Among the lines below, how many have the string "Option" in them? Only the number is wanted.

Dataset entries:

■ ■ ■ ■

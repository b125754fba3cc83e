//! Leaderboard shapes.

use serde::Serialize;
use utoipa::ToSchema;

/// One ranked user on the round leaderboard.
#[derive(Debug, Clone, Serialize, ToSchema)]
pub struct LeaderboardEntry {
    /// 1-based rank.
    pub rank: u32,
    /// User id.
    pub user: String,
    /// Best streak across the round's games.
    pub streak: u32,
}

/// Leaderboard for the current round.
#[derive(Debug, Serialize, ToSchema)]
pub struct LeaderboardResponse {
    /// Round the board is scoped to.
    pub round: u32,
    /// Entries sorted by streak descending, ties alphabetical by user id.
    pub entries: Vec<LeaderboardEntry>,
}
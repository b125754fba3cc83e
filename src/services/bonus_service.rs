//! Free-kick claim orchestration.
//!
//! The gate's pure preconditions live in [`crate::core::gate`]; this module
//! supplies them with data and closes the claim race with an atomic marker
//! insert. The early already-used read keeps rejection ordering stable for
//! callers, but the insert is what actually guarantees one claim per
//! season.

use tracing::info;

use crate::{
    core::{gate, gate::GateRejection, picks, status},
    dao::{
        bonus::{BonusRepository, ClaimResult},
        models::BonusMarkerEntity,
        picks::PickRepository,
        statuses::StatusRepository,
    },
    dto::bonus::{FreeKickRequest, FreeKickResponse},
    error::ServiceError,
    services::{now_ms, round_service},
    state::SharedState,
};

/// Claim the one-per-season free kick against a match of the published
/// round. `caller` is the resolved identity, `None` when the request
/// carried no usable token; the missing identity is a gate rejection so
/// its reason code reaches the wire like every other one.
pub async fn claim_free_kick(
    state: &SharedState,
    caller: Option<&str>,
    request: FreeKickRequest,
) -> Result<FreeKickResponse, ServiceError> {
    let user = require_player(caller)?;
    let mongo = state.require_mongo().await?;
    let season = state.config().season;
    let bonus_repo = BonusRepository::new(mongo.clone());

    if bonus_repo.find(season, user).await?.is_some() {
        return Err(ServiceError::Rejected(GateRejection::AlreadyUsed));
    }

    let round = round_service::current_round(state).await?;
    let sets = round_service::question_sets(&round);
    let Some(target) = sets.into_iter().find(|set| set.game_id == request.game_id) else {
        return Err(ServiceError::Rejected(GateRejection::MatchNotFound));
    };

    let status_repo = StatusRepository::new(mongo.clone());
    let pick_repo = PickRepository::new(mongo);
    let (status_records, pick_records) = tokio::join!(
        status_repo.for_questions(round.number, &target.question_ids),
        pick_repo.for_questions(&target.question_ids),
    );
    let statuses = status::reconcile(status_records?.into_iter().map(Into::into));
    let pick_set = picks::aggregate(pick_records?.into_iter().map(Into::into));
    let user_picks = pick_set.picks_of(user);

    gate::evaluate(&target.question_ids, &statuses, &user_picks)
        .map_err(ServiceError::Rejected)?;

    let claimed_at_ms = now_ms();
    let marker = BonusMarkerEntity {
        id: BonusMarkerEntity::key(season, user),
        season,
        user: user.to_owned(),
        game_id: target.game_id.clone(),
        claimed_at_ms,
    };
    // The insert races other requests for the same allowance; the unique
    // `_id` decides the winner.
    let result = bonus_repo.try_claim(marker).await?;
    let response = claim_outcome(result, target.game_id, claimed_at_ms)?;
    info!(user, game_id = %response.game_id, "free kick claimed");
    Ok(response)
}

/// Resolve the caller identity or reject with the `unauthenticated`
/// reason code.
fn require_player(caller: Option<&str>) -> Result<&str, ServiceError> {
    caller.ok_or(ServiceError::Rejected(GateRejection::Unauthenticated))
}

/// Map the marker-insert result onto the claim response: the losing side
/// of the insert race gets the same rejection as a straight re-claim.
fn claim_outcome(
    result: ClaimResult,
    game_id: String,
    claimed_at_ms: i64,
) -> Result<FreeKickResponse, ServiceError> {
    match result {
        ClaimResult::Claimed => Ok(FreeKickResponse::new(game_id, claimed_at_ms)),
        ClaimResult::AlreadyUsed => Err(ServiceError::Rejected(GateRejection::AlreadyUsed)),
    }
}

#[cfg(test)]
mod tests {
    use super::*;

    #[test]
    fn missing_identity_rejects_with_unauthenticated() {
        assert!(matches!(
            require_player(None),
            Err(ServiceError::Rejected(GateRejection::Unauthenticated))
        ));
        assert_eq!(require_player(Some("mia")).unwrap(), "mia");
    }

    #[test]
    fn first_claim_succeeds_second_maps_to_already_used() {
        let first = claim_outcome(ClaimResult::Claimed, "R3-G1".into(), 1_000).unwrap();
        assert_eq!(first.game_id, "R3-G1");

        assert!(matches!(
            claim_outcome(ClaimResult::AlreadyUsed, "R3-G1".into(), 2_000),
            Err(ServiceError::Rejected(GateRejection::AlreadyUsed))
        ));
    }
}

■ ■ ■ ■

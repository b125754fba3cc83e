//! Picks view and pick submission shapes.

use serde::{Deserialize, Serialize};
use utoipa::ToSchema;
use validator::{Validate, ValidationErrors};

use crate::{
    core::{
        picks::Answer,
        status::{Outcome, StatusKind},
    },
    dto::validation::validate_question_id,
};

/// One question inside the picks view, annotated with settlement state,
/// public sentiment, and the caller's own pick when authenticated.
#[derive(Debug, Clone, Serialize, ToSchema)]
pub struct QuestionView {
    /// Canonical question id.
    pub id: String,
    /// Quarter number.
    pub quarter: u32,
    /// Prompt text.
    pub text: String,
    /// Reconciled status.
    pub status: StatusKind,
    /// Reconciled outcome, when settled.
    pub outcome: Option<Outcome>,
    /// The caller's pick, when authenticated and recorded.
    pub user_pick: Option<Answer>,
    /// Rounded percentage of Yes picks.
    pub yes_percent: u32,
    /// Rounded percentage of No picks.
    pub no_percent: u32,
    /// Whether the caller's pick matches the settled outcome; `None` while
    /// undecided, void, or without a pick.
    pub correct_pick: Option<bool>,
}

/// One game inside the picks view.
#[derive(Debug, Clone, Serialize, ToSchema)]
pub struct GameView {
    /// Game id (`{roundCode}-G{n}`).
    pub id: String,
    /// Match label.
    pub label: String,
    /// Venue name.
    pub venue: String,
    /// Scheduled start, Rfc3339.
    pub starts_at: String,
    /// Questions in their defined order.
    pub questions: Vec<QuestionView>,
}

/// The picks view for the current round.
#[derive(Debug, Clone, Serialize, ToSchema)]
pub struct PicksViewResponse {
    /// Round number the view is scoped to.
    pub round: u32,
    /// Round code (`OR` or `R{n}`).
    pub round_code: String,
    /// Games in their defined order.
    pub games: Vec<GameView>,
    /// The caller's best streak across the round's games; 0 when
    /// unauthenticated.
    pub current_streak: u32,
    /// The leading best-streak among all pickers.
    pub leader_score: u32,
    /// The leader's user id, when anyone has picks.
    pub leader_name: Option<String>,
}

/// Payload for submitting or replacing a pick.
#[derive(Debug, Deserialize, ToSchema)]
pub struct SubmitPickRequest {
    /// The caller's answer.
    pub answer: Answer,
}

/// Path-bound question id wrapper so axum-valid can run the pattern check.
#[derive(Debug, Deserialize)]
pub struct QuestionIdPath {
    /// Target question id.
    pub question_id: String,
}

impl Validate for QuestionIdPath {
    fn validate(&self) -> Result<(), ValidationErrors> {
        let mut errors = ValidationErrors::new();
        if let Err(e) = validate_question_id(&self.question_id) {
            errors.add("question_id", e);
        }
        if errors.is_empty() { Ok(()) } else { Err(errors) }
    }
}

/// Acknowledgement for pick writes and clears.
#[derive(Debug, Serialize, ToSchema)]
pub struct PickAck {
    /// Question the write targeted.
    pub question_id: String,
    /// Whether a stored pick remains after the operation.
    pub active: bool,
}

■ ■ ■ ■

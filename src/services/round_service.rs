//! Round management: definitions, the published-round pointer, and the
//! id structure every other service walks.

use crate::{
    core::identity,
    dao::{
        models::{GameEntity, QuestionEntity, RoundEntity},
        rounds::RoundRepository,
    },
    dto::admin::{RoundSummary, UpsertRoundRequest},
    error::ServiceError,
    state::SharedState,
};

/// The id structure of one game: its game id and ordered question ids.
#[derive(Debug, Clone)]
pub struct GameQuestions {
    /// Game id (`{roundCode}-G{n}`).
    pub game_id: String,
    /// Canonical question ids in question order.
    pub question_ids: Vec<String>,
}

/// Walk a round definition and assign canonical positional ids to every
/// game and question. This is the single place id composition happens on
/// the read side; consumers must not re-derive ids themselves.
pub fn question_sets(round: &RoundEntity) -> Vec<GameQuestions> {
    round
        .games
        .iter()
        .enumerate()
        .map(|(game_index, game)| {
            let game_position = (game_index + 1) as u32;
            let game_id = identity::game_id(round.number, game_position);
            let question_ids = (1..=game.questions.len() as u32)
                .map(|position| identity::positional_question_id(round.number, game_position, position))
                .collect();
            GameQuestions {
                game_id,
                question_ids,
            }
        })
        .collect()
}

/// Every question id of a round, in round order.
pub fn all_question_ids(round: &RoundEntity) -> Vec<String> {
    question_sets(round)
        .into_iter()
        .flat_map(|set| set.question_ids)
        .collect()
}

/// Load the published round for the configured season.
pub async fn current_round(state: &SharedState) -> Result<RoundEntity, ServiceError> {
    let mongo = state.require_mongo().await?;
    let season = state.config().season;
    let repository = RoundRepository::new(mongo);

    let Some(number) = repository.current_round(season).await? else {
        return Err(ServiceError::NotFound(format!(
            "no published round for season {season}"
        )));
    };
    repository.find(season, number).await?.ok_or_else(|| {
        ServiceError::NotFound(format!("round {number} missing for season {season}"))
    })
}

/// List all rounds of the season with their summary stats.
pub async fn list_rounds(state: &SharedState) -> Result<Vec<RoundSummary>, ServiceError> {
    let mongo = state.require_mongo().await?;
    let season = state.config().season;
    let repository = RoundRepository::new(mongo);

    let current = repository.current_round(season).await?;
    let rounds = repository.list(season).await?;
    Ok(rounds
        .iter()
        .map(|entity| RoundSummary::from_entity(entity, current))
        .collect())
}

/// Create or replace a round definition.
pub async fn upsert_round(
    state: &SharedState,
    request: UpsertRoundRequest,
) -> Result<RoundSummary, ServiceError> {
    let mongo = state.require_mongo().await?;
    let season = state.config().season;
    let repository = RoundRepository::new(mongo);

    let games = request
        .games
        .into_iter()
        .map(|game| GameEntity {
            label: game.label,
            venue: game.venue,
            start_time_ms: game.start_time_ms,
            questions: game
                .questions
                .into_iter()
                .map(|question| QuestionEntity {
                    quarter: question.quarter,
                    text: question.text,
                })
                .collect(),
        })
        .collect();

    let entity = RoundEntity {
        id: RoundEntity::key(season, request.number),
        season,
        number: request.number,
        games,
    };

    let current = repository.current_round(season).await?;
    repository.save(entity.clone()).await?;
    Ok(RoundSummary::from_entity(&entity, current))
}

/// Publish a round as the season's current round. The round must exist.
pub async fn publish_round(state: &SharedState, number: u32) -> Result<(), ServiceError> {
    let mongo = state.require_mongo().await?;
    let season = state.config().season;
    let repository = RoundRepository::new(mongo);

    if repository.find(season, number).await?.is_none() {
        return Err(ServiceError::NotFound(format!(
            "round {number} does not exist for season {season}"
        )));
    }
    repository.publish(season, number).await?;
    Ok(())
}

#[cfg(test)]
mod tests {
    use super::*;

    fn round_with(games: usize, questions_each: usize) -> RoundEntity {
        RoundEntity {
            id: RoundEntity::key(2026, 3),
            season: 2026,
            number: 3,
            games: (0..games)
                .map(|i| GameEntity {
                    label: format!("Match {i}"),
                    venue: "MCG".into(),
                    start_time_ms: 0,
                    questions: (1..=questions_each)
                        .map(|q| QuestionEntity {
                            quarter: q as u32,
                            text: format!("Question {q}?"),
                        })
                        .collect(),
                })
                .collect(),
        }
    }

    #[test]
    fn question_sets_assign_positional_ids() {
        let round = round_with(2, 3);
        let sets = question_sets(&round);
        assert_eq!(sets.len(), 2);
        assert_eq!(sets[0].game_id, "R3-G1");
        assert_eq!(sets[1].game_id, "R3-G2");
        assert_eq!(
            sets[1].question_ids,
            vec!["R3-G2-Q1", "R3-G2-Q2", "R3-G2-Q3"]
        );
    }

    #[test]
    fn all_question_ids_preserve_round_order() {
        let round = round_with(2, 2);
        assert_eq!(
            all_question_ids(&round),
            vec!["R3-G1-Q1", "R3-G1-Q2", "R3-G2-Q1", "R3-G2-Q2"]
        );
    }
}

■ ■ ■ ■

(SOLUTION)
6